Fig. 3. CBP/p300 regulates global H2BNTac and the H2BNTac signal is lower in actively transcribed regions.

a, Relative ratio of H3K27ac and H2BNTac site ChIP signal intensity in untreated and A-485-treated (15 min) cells. Different genomic regions were classified as defined in Fig. 2e. The dotted lines indicate the median ratio at intergenic and active promoter regions. b, Ratio of the indicated histone marks in H3K27ac-marked regions. Based on the nascent transcription levels, the corresponding genes, gene body and active promoter regions were further subdivided into quartiles. c, Shown are the relative ratio of H2BK20ac:H3K27ac in untreated conditions (left) and the relative change in H2BK20ac in NVP-2-treated and untreated cells (right). H2BK20ac was analyzed in untreated and NVP-2-treated (2 h) cells using ChIP–seq (n = 1). Different genomic regions were classified as defined in Fig. 2e. Based on the nascent transcription levels, the corresponding genes, gene body and active promoter regions were further subdivided into quartiles.
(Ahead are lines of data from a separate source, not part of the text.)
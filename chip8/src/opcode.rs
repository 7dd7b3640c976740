//! Instruction decoding.
//!
//! Words are decoded into an [`Opcode`] in two levels. The upper nibble
//! selects the group, and the groups `0___`, `8___`, `E___` and `F___`
//! select a sub-operation from the lower nibble or byte.
use std::fmt::{self, Display, Formatter};

use crate::{bytecode::*, constants::Address};

/// A decoded instruction with its operand fields.
///
/// Register operands `x` and `y` are indices into V0-VF.
#[derive(Debug, Clone, Copy, PartialEq, Eq)]
pub enum Opcode {
    /// `00E0` and `00EE`
    Sys(SysOp),
    /// `1NNN` (JP addr)
    Jump { nnn: Address },
    /// `2NNN` (CALL addr)
    Call { nnn: Address },
    /// `3XNN` (SE Vx, byte)
    SkipEqImm { x: u8, nn: u8 },
    /// `4XNN` (SNE Vx, byte)
    SkipNeImm { x: u8, nn: u8 },
    /// `5XY_` (SE Vx, Vy)
    SkipEqReg { x: u8, y: u8 },
    /// `6XNN` (LD Vx, byte)
    LoadImm { x: u8, nn: u8 },
    /// `7XNN` (ADD Vx, byte)
    AddImm { x: u8, nn: u8 },
    /// `8XYN` register to register arithmetic.
    Alu { x: u8, y: u8, op: AluOp },
    /// `9XY_` (SNE Vx, Vy)
    SkipNeReg { x: u8, y: u8 },
    /// `ANNN` (LD I, addr)
    LoadIndex { nnn: Address },
    /// `BNNN` (JP V0, addr)
    JumpOffset { nnn: Address },
    /// `CXNN` (RND Vx, byte)
    Random { x: u8, nn: u8 },
    /// `DXYN` (DRW Vx, Vy, nibble)
    Draw { x: u8, y: u8, n: u8 },
    /// `EX9E` and `EXA1`
    Key { x: u8, op: KeyOp },
    /// `FX__` timers, index register and memory transfers.
    Misc { x: u8, op: MiscOp },
    /// Word that does not encode any known instruction.
    Unsupported(u16),
}

#[derive(Debug, Clone, Copy, PartialEq, Eq)]
pub enum SysOp {
    /// `00E0` (CLS)
    ClearDisplay,
    /// `00EE` (RET)
    Return,
}

#[derive(Debug, Clone, Copy, PartialEq, Eq)]
pub enum AluOp {
    /// `8XY0` (LD Vx, Vy)
    Load,
    /// `8XY1` (OR Vx, Vy)
    Or,
    /// `8XY2` (AND Vx, Vy)
    And,
    /// `8XY3` (XOR Vx, Vy)
    Xor,
    /// `8XY4` (ADD Vx, Vy)
    Add,
    /// `8XY5` (SUB Vx, Vy)
    Sub,
    /// `8XY6` (SHR Vx)
    Shr,
    /// `8XY7` (SUBN Vx, Vy)
    SubN,
    /// `8XYE` (SHL Vx)
    Shl,
}

#[derive(Debug, Clone, Copy, PartialEq, Eq)]
pub enum KeyOp {
    /// `EX9E` (SKP Vx)
    SkipPressed,
    /// `EXA1` (SKNP Vx)
    SkipNotPressed,
}

#[derive(Debug, Clone, Copy, PartialEq, Eq)]
pub enum MiscOp {
    /// `FX07` (LD Vx, DT)
    LoadDelay,
    /// `FX0A` (LD Vx, K)
    WaitKey,
    /// `FX15` (LD DT, Vx)
    SetDelay,
    /// `FX18` (LD ST, Vx)
    SetSound,
    /// `FX1E` (ADD I, Vx)
    AddIndex,
    /// `FX29` (LD F, Vx)
    FontGlyph,
    /// `FX33` (LD B, Vx)
    StoreBcd,
    /// `FX55` (LD [I], Vx)
    StoreRegisters,
    /// `FX65` (LD Vx, [I])
    LoadRegisters,
}

impl Opcode {
    /// Decode an instruction word.
    ///
    /// Decoding never fails. Words that don't match an instruction
    /// become [`Opcode::Unsupported`].
    pub fn decode(word: u16) -> Self {
        let x = op_x(word);
        let y = op_y(word);
        let n = op_n(word);
        let nn = op_nn(word);
        let nnn = op_nnn(word);

        match op_code(word) {
            0x0 => match word {
                0x00E0 => Self::Sys(SysOp::ClearDisplay),
                0x00EE => Self::Sys(SysOp::Return),
                _ => Self::Unsupported(word),
            },
            0x1 => Self::Jump { nnn },
            0x2 => Self::Call { nnn },
            0x3 => Self::SkipEqImm { x, nn },
            0x4 => Self::SkipNeImm { x, nn },
            // The lower nibble is not inspected.
            0x5 => Self::SkipEqReg { x, y },
            0x6 => Self::LoadImm { x, nn },
            0x7 => Self::AddImm { x, nn },
            0x8 => match AluOp::from_nibble(n) {
                Some(op) => Self::Alu { x, y, op },
                None => Self::Unsupported(word),
            },
            0x9 => Self::SkipNeReg { x, y },
            0xA => Self::LoadIndex { nnn },
            0xB => Self::JumpOffset { nnn },
            0xC => Self::Random { x, nn },
            0xD => Self::Draw { x, y, n },
            0xE => match nn {
                0x9E => Self::Key {
                    x,
                    op: KeyOp::SkipPressed,
                },
                0xA1 => Self::Key {
                    x,
                    op: KeyOp::SkipNotPressed,
                },
                _ => Self::Unsupported(word),
            },
            0xF => match MiscOp::from_byte(nn) {
                Some(op) => Self::Misc { x, op },
                None => Self::Unsupported(word),
            },
            _ => unreachable!("opcode group is a 4-bit value"),
        }
    }
}

impl AluOp {
    fn from_nibble(n: u8) -> Option<Self> {
        match n {
            0x0 => Some(Self::Load),
            0x1 => Some(Self::Or),
            0x2 => Some(Self::And),
            0x3 => Some(Self::Xor),
            0x4 => Some(Self::Add),
            0x5 => Some(Self::Sub),
            0x6 => Some(Self::Shr),
            0x7 => Some(Self::SubN),
            0xE => Some(Self::Shl),
            _ => None,
        }
    }

    fn mnemonic(self) -> &'static str {
        match self {
            Self::Load => "LD",
            Self::Or => "OR",
            Self::And => "AND",
            Self::Xor => "XOR",
            Self::Add => "ADD",
            Self::Sub => "SUB",
            Self::Shr => "SHR",
            Self::SubN => "SUBN",
            Self::Shl => "SHL",
        }
    }
}

impl MiscOp {
    fn from_byte(nn: u8) -> Option<Self> {
        match nn {
            0x07 => Some(Self::LoadDelay),
            0x0A => Some(Self::WaitKey),
            0x15 => Some(Self::SetDelay),
            0x18 => Some(Self::SetSound),
            0x1E => Some(Self::AddIndex),
            0x29 => Some(Self::FontGlyph),
            0x33 => Some(Self::StoreBcd),
            0x55 => Some(Self::StoreRegisters),
            0x65 => Some(Self::LoadRegisters),
            _ => None,
        }
    }
}

/// Formats the instruction as assembly mnemonic.
impl Display for Opcode {
    fn fmt(&self, f: &mut Formatter<'_>) -> fmt::Result {
        match *self {
            Self::Sys(SysOp::ClearDisplay) => write!(f, "CLS"),
            Self::Sys(SysOp::Return) => write!(f, "RET"),
            Self::Jump { nnn } => write!(f, "JP 0x{nnn:03X}"),
            Self::Call { nnn } => write!(f, "CALL 0x{nnn:03X}"),
            Self::SkipEqImm { x, nn } => write!(f, "SE V{x:X}, 0x{nn:02X}"),
            Self::SkipNeImm { x, nn } => write!(f, "SNE V{x:X}, 0x{nn:02X}"),
            Self::SkipEqReg { x, y } => write!(f, "SE V{x:X}, V{y:X}"),
            Self::LoadImm { x, nn } => write!(f, "LD V{x:X}, 0x{nn:02X}"),
            Self::AddImm { x, nn } => write!(f, "ADD V{x:X}, 0x{nn:02X}"),
            Self::Alu {
                x,
                op: op @ (AluOp::Shr | AluOp::Shl),
                ..
            } => write!(f, "{} V{x:X}", op.mnemonic()),
            Self::Alu { x, y, op } => write!(f, "{} V{x:X}, V{y:X}", op.mnemonic()),
            Self::SkipNeReg { x, y } => write!(f, "SNE V{x:X}, V{y:X}"),
            Self::LoadIndex { nnn } => write!(f, "LD I, 0x{nnn:03X}"),
            Self::JumpOffset { nnn } => write!(f, "JP V0, 0x{nnn:03X}"),
            Self::Random { x, nn } => write!(f, "RND V{x:X}, 0x{nn:02X}"),
            Self::Draw { x, y, n } => write!(f, "DRW V{x:X}, V{y:X}, {n}"),
            Self::Key {
                x,
                op: KeyOp::SkipPressed,
            } => write!(f, "SKP V{x:X}"),
            Self::Key {
                x,
                op: KeyOp::SkipNotPressed,
            } => write!(f, "SKNP V{x:X}"),
            Self::Misc { x, op } => match op {
                MiscOp::LoadDelay => write!(f, "LD V{x:X}, DT"),
                MiscOp::WaitKey => write!(f, "LD V{x:X}, K"),
                MiscOp::SetDelay => write!(f, "LD DT, V{x:X}"),
                MiscOp::SetSound => write!(f, "LD ST, V{x:X}"),
                MiscOp::AddIndex => write!(f, "ADD I, V{x:X}"),
                MiscOp::FontGlyph => write!(f, "LD F, V{x:X}"),
                MiscOp::StoreBcd => write!(f, "LD B, V{x:X}"),
                MiscOp::StoreRegisters => write!(f, "LD [I], V{x:X}"),
                MiscOp::LoadRegisters => write!(f, "LD V{x:X}, [I]"),
            },
            Self::Unsupported(word) => write!(f, "DW 0x{word:04X}"),
        }
    }
}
Moreover, in active promoters, TSS upstream (0 ± 2 kb from the TSS) and TSS downstream (0 ± 2 kb from TSS) regions were analyzed separately. d, Representative genome browser tracks showing the differential increase in H2BK20ac in intergenic and transcribed gene body regions. The box plots display the median, upper and lower quartiles; the whiskers show the 1.5× IQR. Two-sided Mann–Whitney U-test, adjusted for multiple comparisons using the Benjamini–Hochberg method; *P < 0.05, **P < 1 × 10⁻¹⁰, ***P < 1 × 10⁻⁵⁰.